O mercado financeiro angolano vive, hoje, um paradoxo de imobilismo que revela uma ineficiência estrategicamente preocupante. O capital institucional acumulado nos Fundos de Pensões ultrapassou a barreira dos 800 mil milhões de kwanzas, do outro lado, a economia real, asfixiada pela falta de financiamento, vê o sector imobiliário e as infra-estruturas estagnarem
Um dos problemas centrais da economia angolana em 2026 não é a falta de liquidez, mas a sua localização, ela está “estacionada” em activos abstractos. Actualmente, o grosso deste património repousa em títulos de dívida pública, numa zona de conforto para os gestores de fundos, que se refugiam do risco real, enquanto a inflação, persistentemente elevada, consome silenciosamente o poder de compra futuro dos pensionistas.
O coração deste paradoxo reside no fenómeno do crowding-out. A banca e os fundos em geral encontraram no Estado o cliente perfeito, o risco soberano, retornos imediatos. Enquanto as instituições financeiras procuram o “risco zero” para os seus excedentes, o sector imobiliário, que exige maturação de cinco a quinze anos permanece órfão de financiamento.

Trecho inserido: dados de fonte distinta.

//! Command-line interface argument parsing and definitions
//!
//! This module defines the CLI structure using clap's derive API,
//! providing a type-safe and well-documented command interface.

use clap::{Parser, Subcommand, ValueEnum};
use serde::{Deserialize, Serialize};
use specguard_core::OpenApiVersion;
use std::io::IsTerminal;
use std::path::PathBuf;

/// Specguard CLI - OpenAPI 3.0 and 3.1 document validation
///
/// Validates API description documents against the structural and semantic
/// rules of their OpenAPI version and reports every violation found.
#[derive(Parser, Debug)]
#[command(
    name = "specguard",
    version,
    author,
    about,
    long_about = None,
    propagate_version = true,
    arg_required_else_help = true
)]
pub struct Cli {
    /// Enable verbose output (can be used multiple times for increased verbosity)
    #[arg(short, long, action = clap::ArgAction::Count, global = true)]
    pub verbose: u8,

    /// Suppress all non-essential output
    #[arg(short, long, global = true, conflicts_with = "verbose")]
    pub quiet: bool,

    /// Path to configuration file
    #[arg(short, long, global = true, env = "SPECGUARD_CONFIG")]
    pub config: Option<PathBuf>,

    /// Output format for results [default: human]
    #[arg(short, long, value_enum, global = true)]
    pub output: Option<OutputFormat>,

    /// Disable colored output
    #[arg(long, global = true)]
    pub no_color: bool,

    /// The subcommand to run
    #[command(subcommand)]
    pub command: Commands,
}

/// Available subcommands
#[derive(Subcommand, Debug)]
pub enum Commands {
    /// Validate an OpenAPI document
    Validate(ValidateArgs),

    /// Generate shell completions for the specified shell
    Completions(CompletionsArgs),
}

/// Arguments for the validate command
#[derive(Parser, Debug)]
pub struct ValidateArgs {
    /// Path or http(s) URL of the document (JSON or YAML)
    #[arg(value_name = "SOURCE")]
    pub source: String,

    /// Validate as this OpenAPI version instead of reading the 'openapi' field
    #[arg(long, value_name = "VERSION")]
    pub spec_version: Option<OpenApiVersion>,

    /// Do not fetch referenced documents over HTTP
    #[arg(long)]
    pub no_remote: bool,

    /// Skip checking schema defaults against their schema
    #[arg(long)]
    pub skip_defaults: bool,

    /// Semantic rule to skip (can be used multiple times)
    #[arg(long = "disable-rule", value_name = "RULE")]
    pub disabled_rules: Vec<String>,

    /// Longest reference chain followed before giving up
    #[arg(long, value_name = "DEPTH")]
    pub max_depth: Option<usize>,

    /// Timeout in seconds for fetching remote documents
    #[arg(long, value_name = "SECONDS")]
    pub timeout: Option<u64>,

    /// Show the per-branch errors of failed oneOf/anyOf checks
    #[arg(long)]
    pub show_context: bool,
}

/// Arguments for generating shell completions
#[derive(Parser, Debug)]
pub struct CompletionsArgs {
    /// Shell to generate completions for
    #[arg(value_enum)]
    pub shell: Shell,
}

/// Output format options
#[derive(Copy, Clone, Debug, PartialEq, Eq, ValueEnum, Serialize, Deserialize)]
#[serde(rename_all = "kebab-case")]
pub enum OutputFormat {
    /// Human-readable formatted output
    Human,
    /// JSON output
    Json,
    /// YAML output
    Yaml,
    /// Pretty-printed JSON output
    JsonPretty,
}

/// Supported shells for completion generation
#[derive(Copy, Clone, Debug, PartialEq, Eq, ValueEnum)]
pub enum Shell {
    /// Bash shell
    Bash,
    /// Zsh shell
    Zsh,
    /// Fish shell
    Fish,
    /// PowerShell
    PowerShell,
    /// Elvish shell
    Elvish,
}

impl Cli {
    /// Parse command-line arguments
    pub fn parse_args() -> Self {
        Self::parse()
    }

    /// Get the effective verbosity level (considering quiet flag)
    pub fn verbosity_level(&self) -> u8 {
        if self.quiet {
            0
        } else {
            self.verbose
        }
    }

    /// Check if colored output should be used
    pub fn use_color(&self) -> bool {
        !self.no_color && std::io::stdout().is_terminal()
    }
}

impl Shell {
    /// Convert to clap_complete shell type
    pub fn to_clap_shell(self) -> clap_complete::Shell {
        match self {
            Shell::Bash => clap_complete::Shell::Bash,
            Shell::Zsh => clap_complete::Shell::Zsh,
            Shell::Fish => clap_complete::Shell::Fish,
            Shell::PowerShell => clap_complete::Shell::PowerShell,
            Shell::Elvish => clap_complete::Shell::Elvish,
        }
    }
}

#[cfg(test)]
mod tests {
    use super::*;
    use clap::CommandFactory;

    #[test]
    fn verify_cli() {
        // Verify that the CLI structure is valid
        Cli::command().debug_assert();
    }

    #[test]
    fn test_verbosity_level() {
        let cli = Cli::parse_from(["specguard", "-vv", "validate", "openapi.yaml"]);
        assert_eq!(cli.verbosity_level(), 2);

        let cli = Cli::parse_from(["specguard", "--quiet", "validate", "openapi.yaml"]);
        assert_eq!(cli.verbosity_level(), 0);
    }

    #[test]
    fn test_validate_arguments() {
        let cli = Cli::parse_from([
            "specguard",
            "validate",
            "https://example.com/openapi.json",
            "--spec-version",
            "3.1",
            "--no-remote",
            "--disable-rule",
            "duplicate-paths",
            "--disable-rule",
            "schema-default",
            "--output",
            "json-pretty",
        ]);

        assert_eq!(cli.output, Some(OutputFormat::JsonPretty));
        let Commands::Validate(args) = cli.command else {
            panic!("expected the validate command");
        };
        assert_eq!(args.source, "https://example.com/openapi.json");
        assert_eq!(args.spec_version, Some(OpenApiVersion::V31));
        assert!(args.no_remote);
        assert_eq!(args.disabled_rules, vec!["duplicate-paths", "schema-default"]);
    }

    #[test]
    fn test_rejects_unknown_spec_version() {
        let result = Cli::try_parse_from(["specguard", "validate", "openapi.yaml", "--spec-version", "2.0"]);
        assert!(result.is_err());
    }

    #[test]
    fn test_output_format_names() {
        let format: OutputFormat = serde_yaml::from_str("json-pretty").unwrap();
        assert_eq!(format, OutputFormat::JsonPretty);
        assert_eq!(
            OutputFormat::JsonPretty.to_possible_value().unwrap().get_name(),
            "json-pretty"
        );
    }
}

O crédito bancário tradicional, com taxas que flutuam entre 16% e 21%, torna a promoção imobiliária de larga escala inviável para a classe média. Ao captar capital a este custo, o promotor é obrigado a inflacionar o preço final de venda para cobrir o serviço da dívida, reduzindo drasticamente o escoamento das unidades. Esta dinâmica empurra o gestor do fundo de pensões para o caminho de menor resistência, nos Títulos do Tesouro.

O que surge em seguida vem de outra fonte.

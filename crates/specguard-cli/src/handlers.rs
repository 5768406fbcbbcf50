//! Command handlers for CLI subcommands
//!
//! This module contains the implementation logic for each CLI subcommand.

mod completions;
mod validate;

pub use completions::handle_completions;
pub use validate::handle_validate;
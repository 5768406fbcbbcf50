//! `format` keyword checks
//!
//! Copyright (c) 2025 Specguard Team
//! Licensed under the Apache-2.0 license

use crate::keywords::numeric::as_integer;
use chrono::{DateTime, NaiveDate};
use regex::Regex;
use serde_json::Value;
use url::Url;

/// Base used to check relative references for syntax
const REFERENCE_BASE: &str = "specguard://base/document";

/// Check `instance` against a named format; unknown formats and instances of
/// a type the format does not apply to always pass
pub fn check(format: &str, instance: &Value) -> bool {
    match (format, instance) {
        ("uri", Value::String(s)) => is_uri(s),
        ("uri-reference", Value::String(s)) => is_uri_reference(s),
        ("email", Value::String(s)) => is_email(s),
        ("regex", Value::String(s)) => is_regex(s),
        ("date", Value::String(s)) => NaiveDate::parse_from_str(s, "%Y-%m-%d").is_ok() && s.len() == 10,
        ("date-time", Value::String(s)) => DateTime::parse_from_rfc3339(s).is_ok(),
        ("int32", Value::Number(n)) => {
            as_integer(n).is_some_and(|i| i >= i128::from(i32::MIN) && i <= i128::from(i32::MAX))
        }
        ("int64", Value::Number(n)) => {
            as_integer(n).is_some_and(|i| i >= i128::from(i64::MIN) && i <= i128::from(i64::MAX))
        }
        _ => true,
    }
}

fn has_forbidden_characters(s: &str) -> bool {
    s.chars().any(|c| c.is_whitespace() || c.is_control())
}

fn is_uri(s: &str) -> bool {
    !has_forbidden_characters(s) && Url::parse(s).is_ok()
}

fn is_uri_reference(s: &str) -> bool {
    if has_forbidden_characters(s) {
        return false;
    }
    if Url::parse(s).is_ok() {
        return true;
    }
    Url::parse(REFERENCE_BASE)
        .and_then(|base| base.join(s))
        .is_ok()
}

fn is_email(s: &str) -> bool {
    let Some((local, domain)) = s.rsplit_once('@') else {
        return false;
    };
    !local.is_empty()
        && !domain.is_empty()
        && !local.contains('@')
        && !has_forbidden_characters(s)
        && !domain.starts_with('.')
        && !domain.ends_with('.')
}

/// ECMA-262 constructs the `regex` crate lacks (look-around, backreferences)
/// are accepted as valid patterns
fn is_regex(s: &str) -> bool {
    match Regex::new(s) {
        Ok(_) => true,
        Err(regex::Error::Syntax(message)) => {
            message.contains("look-around") || message.contains("backreferences")
        }
        Err(_) => true,
    }
}

#[cfg(test)]
mod tests {
    use super::*;
    use serde_json::json;

    #[test]
    fn test_uri_formats() {
        assert!(check("uri", &json!("https://example.com/api")));
        assert!(check("uri", &json!("urn:isbn:0451450523")));
        assert!(!check("uri", &json!("/relative/path")));
        assert!(!check("uri", &json!("https://example.com/a b")));

        assert!(check("uri-reference", &json!("#/components/schemas/Pet")));
        assert!(check("uri-reference", &json!("../common.yaml#/Error")));
        assert!(check("uri-reference", &json!("https://example.com/terms")));
        assert!(!check("uri-reference", &json!("#/components/schemas/Pet Name")));
    }

    #[test]
    fn test_email() {
        assert!(check("email", &json!("api@example.com")));
        assert!(!check("email", &json!("example.com")));
        assert!(!check("email", &json!("@example.com")));
        assert!(!check("email", &json!("a@b@example.com")));
    }

    #[test]
    fn test_regex_format() {
        assert!(check("regex", &json!("^[a-z]+$")));
        assert!(check("regex", &json!("^(?!internal).*$")));
        assert!(!check("regex", &json!("^[a-z")));
    }

    #[test]
    fn test_dates() {
        assert!(check("date", &json!("2024-02-29")));
        assert!(!check("date", &json!("2023-02-29")));
        assert!(!check("date", &json!("2024-2-9")));
        assert!(check("date-time", &json!("2024-02-29T10:00:00Z")));
        assert!(check("date-time", &json!("2024-02-29T10:00:00.5+02:00")));
        assert!(!check("date-time", &json!("2024-02-29 10:00")));
    }

    #[test]
    fn test_integer_formats() {
        assert!(check("int32", &json!(2147483647)));
        assert!(!check("int32", &json!(2147483648_i64)));
        assert!(check("int64", &json!(-9223372036854775808_i64)));
        assert!(!check("int64", &json!(18446744073709551615_u64)));
        assert!(!check("int32", &json!(1.5)));
        assert!(check("int64", &json!(9.0e18)));
        assert!(!check("int64", &json!(1e20)));
    }

    #[test]
    fn test_unknown_formats_and_other_types_pass() {
        assert!(check("uuid", &json!("not-a-uuid")));
        assert!(check("uri", &json!(42)));
        assert!(check("int32", &json!("text")));
    }
}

Mas é preciso questionar, estarão estes gestores a cumprir o seu dever fiduciário de proteger o futuro dos angolanos ou estão apenas a optar por uma gestão excessivamente defenciva? Num cenário de inflação a rondar os dois dígitos, a rentabilidade nominal da dívida pública é frequentemente negativa em termos reais. O “conforto” actual é, na verdade, uma erosão patrimonial programada.
A solução técnica reside na convergência entre os Fundos de Pensões e os Fundos de Investimento Imobiliário (FII). Ao investir em Unidades de Participação (UPs), o Fundo de Pensões não lida com o “tijolo” directamente, evitando os problemas de manutenção e gestão de inquilinos, mas detém um título financeiro gerido por profissionais. Esta estrutura oferece divisibilidade e uma camada de compliance que a aquisição directa de imóveis jamais alcançaria. Contudo, a migração exige um rigor de auditoria que o país ainda está a consolidar. Sem avaliações independentes e transparentes, o risco de bolhas especulativas ou de sobrevalorização de activos físicos continua a ser o “elefante na sala”.
Conclusão: a rentabilidade real como único norte
A reconstrução de que Angola necessita não deve ser encarada pelos gestores de fundos como um “dever patriótico” ou um favor ao Executivo, mas como uma busca pragmática por rentabilidade real. O gestor de um fundo de pensões opera com recurso mais escasso do mercado, com um horizonte temporal de longo prazo. É este luxo cronológico que permite absorver a maturação de projectos de infra-estruturas que a banca comercial, focada no curto prazo, não consegue suportar.
O foco deve ser um só, o de entregar ao pensionista um retorno que supere a inflação e preserve o valor do seu trabalho. Para isso, é imperativo sair da sombra do Estado. O futuro da estabilização económica de Angola dificilmente será assegurado apenas no papel de dívida pública, terá também de incluir edificado sobre a transparência dos fundos e a solidez dos activos reais.